> _DATA FOR THE TASK_

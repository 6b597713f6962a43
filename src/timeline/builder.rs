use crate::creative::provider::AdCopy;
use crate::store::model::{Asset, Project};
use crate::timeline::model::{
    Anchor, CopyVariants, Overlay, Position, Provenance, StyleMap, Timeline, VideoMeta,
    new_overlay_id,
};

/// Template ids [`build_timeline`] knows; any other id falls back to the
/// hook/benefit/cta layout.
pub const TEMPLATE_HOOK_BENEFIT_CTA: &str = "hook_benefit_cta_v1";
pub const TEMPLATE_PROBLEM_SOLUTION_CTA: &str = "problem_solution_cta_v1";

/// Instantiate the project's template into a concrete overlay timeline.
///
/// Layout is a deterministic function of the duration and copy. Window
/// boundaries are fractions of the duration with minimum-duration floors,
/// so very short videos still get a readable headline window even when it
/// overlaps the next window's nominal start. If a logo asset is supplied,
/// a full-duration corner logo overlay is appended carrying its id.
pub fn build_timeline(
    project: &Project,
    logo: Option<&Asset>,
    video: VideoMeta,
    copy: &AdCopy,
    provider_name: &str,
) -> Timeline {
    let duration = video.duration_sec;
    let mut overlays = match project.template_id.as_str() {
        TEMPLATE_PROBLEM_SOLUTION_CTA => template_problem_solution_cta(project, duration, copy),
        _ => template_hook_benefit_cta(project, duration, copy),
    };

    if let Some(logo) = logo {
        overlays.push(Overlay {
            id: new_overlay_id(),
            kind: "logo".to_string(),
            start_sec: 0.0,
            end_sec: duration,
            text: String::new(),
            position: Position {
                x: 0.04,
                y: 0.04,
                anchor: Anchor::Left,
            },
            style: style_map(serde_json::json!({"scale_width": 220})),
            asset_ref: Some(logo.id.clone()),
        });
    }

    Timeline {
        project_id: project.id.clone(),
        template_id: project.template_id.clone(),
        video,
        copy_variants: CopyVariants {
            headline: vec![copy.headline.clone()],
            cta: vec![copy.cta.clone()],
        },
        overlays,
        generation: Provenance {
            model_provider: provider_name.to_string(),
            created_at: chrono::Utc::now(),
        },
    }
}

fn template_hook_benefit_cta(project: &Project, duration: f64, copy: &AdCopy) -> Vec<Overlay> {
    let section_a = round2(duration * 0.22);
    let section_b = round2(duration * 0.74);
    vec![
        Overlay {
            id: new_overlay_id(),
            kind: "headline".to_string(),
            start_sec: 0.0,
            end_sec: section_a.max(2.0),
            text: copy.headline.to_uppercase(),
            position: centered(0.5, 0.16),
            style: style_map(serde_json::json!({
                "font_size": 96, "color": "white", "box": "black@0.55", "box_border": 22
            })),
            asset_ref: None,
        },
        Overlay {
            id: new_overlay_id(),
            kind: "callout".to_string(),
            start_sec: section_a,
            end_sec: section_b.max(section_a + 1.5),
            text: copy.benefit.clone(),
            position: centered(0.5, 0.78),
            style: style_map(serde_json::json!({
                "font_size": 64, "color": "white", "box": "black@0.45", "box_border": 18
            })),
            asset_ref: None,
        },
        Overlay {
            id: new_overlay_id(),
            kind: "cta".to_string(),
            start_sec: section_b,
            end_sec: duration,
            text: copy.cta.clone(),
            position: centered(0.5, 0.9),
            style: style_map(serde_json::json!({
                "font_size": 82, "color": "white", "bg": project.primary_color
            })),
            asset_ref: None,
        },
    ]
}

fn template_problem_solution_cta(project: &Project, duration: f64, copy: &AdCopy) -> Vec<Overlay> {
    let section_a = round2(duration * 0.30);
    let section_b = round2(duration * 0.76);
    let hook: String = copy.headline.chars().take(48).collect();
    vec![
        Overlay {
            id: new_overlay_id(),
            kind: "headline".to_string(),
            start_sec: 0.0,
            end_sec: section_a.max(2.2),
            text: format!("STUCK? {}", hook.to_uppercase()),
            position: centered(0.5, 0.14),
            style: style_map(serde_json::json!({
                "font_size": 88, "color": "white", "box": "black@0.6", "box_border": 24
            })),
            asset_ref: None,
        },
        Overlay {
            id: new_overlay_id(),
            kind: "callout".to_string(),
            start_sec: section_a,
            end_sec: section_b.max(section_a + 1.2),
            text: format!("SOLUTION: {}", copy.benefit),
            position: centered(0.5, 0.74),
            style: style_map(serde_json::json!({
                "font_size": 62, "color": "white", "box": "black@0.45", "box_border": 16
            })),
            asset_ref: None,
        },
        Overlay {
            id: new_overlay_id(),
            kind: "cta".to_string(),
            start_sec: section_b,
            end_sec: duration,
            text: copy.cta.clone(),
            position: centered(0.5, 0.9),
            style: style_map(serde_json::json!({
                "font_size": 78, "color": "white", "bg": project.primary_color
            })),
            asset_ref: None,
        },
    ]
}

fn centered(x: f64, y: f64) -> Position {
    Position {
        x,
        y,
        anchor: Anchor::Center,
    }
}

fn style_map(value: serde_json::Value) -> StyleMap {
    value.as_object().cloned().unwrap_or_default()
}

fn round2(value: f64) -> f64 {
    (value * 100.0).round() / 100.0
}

> _PROBLEM STATEMENT_
Copy out the entire material verbatim.

> _ANSWER TO THIS EXERCISE_
repository 6b597713f6962a43
filename src/timeline/builder.rs
use crate::creative::provider::AdCopy;
use crate::store::model::{Asset, Project};
use crate::timeline::model::{
    Anchor, CopyVariants, Overlay, Position, Provenance, StyleMap, Timeline, VideoMeta,
    new_overlay_id,
};

/// Template ids [`build_timeline`] knows; any other id falls back to the
/// hook/benefit/cta layout.
pub const TEMPLATE_HOOK_BENEFIT_CTA: &str = "hook_benefit_cta_v1";
pub const TEMPLATE_PROBLEM_SOLUTION_CTA: &str = "problem_solution_cta_v1";

/// Instantiate the project's template into a concrete overlay timeline.
///
/// Layout is a deterministic function of the duration and copy. Window
/// boundaries are fractions of the duration with minimum-duration floors,
/// so very short videos still get a readable headline window even when it
/// overlaps the next window's nominal start. If a logo asset is supplied,
/// a full-duration corner logo overlay is appended carrying its id.
pub fn build_timeline(
    project: &Project,
    logo: Option<&Asset>,
    video: VideoMeta,
    copy: &AdCopy,
    provider_name: &str,
) -> Timeline {
    let duration = video.duration_sec;
    let mut overlays = match project.template_id.as_str() {
        TEMPLATE_PROBLEM_SOLUTION_CTA => template_problem_solution_cta(project, duration, copy),
        _ => template_hook_benefit_cta(project, duration, copy),
    };

    if let Some(logo) = logo {
        overlays.push(Overlay {
            id: new_overlay_id(),
            kind: "logo".to_string(),
            start_sec: 0.0,
            end_sec: duration,
            text: String::new(),
            position: Position {
                x: 0.04,
                y: 0.04,
                anchor: Anchor::Left,
            },
            style: style_map(serde_json::json!({"scale_width": 220})),
            asset_ref: Some(logo.id.clone()),
        });
    }

    Timeline {
        project_id: project.id.clone(),
        template_id: project.template_id.clone(),
        video,
        copy_variants: CopyVariants {
            headline: vec![copy.headline.clone()],
            cta: vec![copy.cta.clone()],
        },
        overlays,
        generation: Provenance {
            model_provider: provider_name.to_string(),
            created_at: chrono::Utc::now(),
        },
    }
}

fn template_hook_benefit_cta(project: &Project, duration: f64, copy: &AdCopy) -> Vec<Overlay> {
    let section_a = round2(duration * 0.22);
    let section_b = round2(duration * 0.74);
    vec![
        Overlay {
            id: new_overlay_id(),
            kind: "headline".to_string(),
            start_sec: 0.0,
            end_sec: section_a.max(2.0),
            text: copy.headline.to_uppercase(),
            position: centered(0.5, 0.16),
            style: style_map(serde_json::json!({
                "font_size": 96, "color": "white", "box": "black@0.55", "box_border": 22
            })),
            asset_ref: None,
        },
        Overlay {
            id: new_overlay_id(),
            kind: "callout".to_string(),
            start_sec: section_a,
            end_sec: section_b.max(section_a + 1.5),
            text: copy.benefit.clone(),
            position: centered(0.5, 0.78),
            style: style_map(serde_json::json!({
                "font_size": 64, "color": "white", "box": "black@0.45", "box_border": 18
            })),
            asset_ref: None,
        },
        Overlay {
            id: new_overlay_id(),
            kind: "cta".to_string(),
            start_sec: section_b,
            end_sec: duration,
            text: copy.cta.clone(),
            position: centered(0.5, 0.9),
            style: style_map(serde_json::json!({
                "font_size": 82, "color": "white", "bg": project.primary_color
            })),
            asset_ref: None,
        },
    ]
}

fn template_problem_solution_cta(project: &Project, duration: f64, copy: &AdCopy) -> Vec<Overlay> {
    let section_a = round2(duration * 0.30);
    let section_b = round2(duration * 0.76);
    let hook: String = copy.headline.chars().take(48).collect();
    vec![
        Overlay {
            id: new_overlay_id(),
            kind: "headline".to_string(),
            start_sec: 0.0,
            end_sec: section_a.max(2.2),
            text: format!("STUCK? {}", hook.to_uppercase()),
            position: centered(0.5, 0.14),
            style: style_map(serde_json::json!({
                "font_size": 88, "color": "white", "box": "black@0.6", "box_border": 24
            })),
            asset_ref: None,
        },
        Overlay {
            id: new_overlay_id(),
            kind: "callout".to_string(),
            start_sec: section_a,
            end_sec: section_b.max(section_a + 1.2),
            text: format!("SOLUTION: {}", copy.benefit),
            position: centered(0.5, 0.74),
            style: style_map(serde_json::json!({
                "font_size": 62, "color": "white", "box": "black@0.45", "box_border": 16
            })),
            asset_ref: None,
        },
        Overlay {
            id: new_overlay_id(),
            kind: "cta".to_string(),
            start_sec: section_b,
            end_sec: duration,
            text: copy.cta.clone(),
            position: centered(0.5, 0.9),
            style: style_map(serde_json::json!({
                "font_size": 78, "color": "white", "bg": project.primary_color
            })),
            asset_ref: None,
        },
    ]
}

fn centered(x: f64, y: f64) -> Position {
    Position {
        x,
        y,
        anchor: Anchor::Center,
    }
}

fn style_map(value: serde_json::Value) -> StyleMap {
    value.as_object().cloned().unwrap_or_default()
}

fn round2(value: f64) -> f64 {
    (value * 100.0).round() / 100.0
}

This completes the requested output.